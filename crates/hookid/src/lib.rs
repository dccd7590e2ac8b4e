//! # hookid
//!
//! Build identification and code patching for a script-extender loader.
//!
//! This crate provides:
//! - PE image mapping and section / RVA helpers
//! - File version probing from the `RT_VERSION` resource
//! - Variant detection (distribution stub, packer, region-locked build)
//! - Hook address resolution against a table of supported builds
//! - Patch writing into executable memory with rollback

pub mod config;
pub mod debug_sig;
pub mod error;
pub mod hooks;
pub mod identify;
pub mod image;
pub mod patch;
pub mod variant;
pub mod version;

#[cfg(test)]
mod testing;

pub use config::{IdentifyConfig, IdentifyConfigBuilder};
pub use debug_sig::{DebugSignature, DebugSignatureScanner, ScanSource, SignatureScan};
pub use error::{Error, Result};
pub use hooks::{
    BlockReason, HOOK_TABLE, HookEntry, Resolution, TargetKind, UnknownVersion, resolve,
};
pub use identify::{HookInfo, ImageScan, identify, resolve_scan, scan};
pub use image::{MappedImage, PeImage, SectionDescriptor};
pub use patch::{Branch, CodeMemory, Condition, PatchOp, PatchWidth, PatchWriter, ProcessMemory};
pub use variant::{Classification, ProcType, VariantFlags, classify};
pub use version::{FixedFileInfo, VersionQuad, probe_version};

══════

WORK REQUIRED →
Output the whole listing exactly.

TASK RESULT →
filename crates/hookid/src/lib.rs
repository dccd7590e2ac8b4e
//! # hookid
//!
//! Build identification and code patching for a script-extender loader.
//!
//! This crate provides:
//! - PE image mapping and section / RVA helpers
//! - File version probing from the `RT_VERSION` resource
//! - Variant detection (distribution stub, packer, region-locked build)
//! - Hook address resolution against a table of supported builds
//! - Patch writing into executable memory with rollback

pub mod config;
pub mod debug_sig;
pub mod error;
pub mod hooks;
pub mod identify;
pub mod image;
pub mod patch;
pub mod variant;
pub mod version;

#[cfg(test)]
mod testing;

pub use config::{IdentifyConfig, IdentifyConfigBuilder};
pub use debug_sig::{DebugSignature, DebugSignatureScanner, ScanSource, SignatureScan};
pub use error::{Error, Result};
pub use hooks::{
    BlockReason, HOOK_TABLE, HookEntry, Resolution, TargetKind, UnknownVersion, resolve,
};
pub use identify::{HookInfo, ImageScan, identify, resolve_scan, scan};
pub use image::{MappedImage, PeImage, SectionDescriptor};
pub use patch::{Branch, CodeMemory, Condition, PatchOp, PatchWidth, PatchWriter, ProcessMemory};
pub use variant::{Classification, ProcType, VariantFlags, classify};
pub use version::{FixedFileInfo, VersionQuad, probe_version};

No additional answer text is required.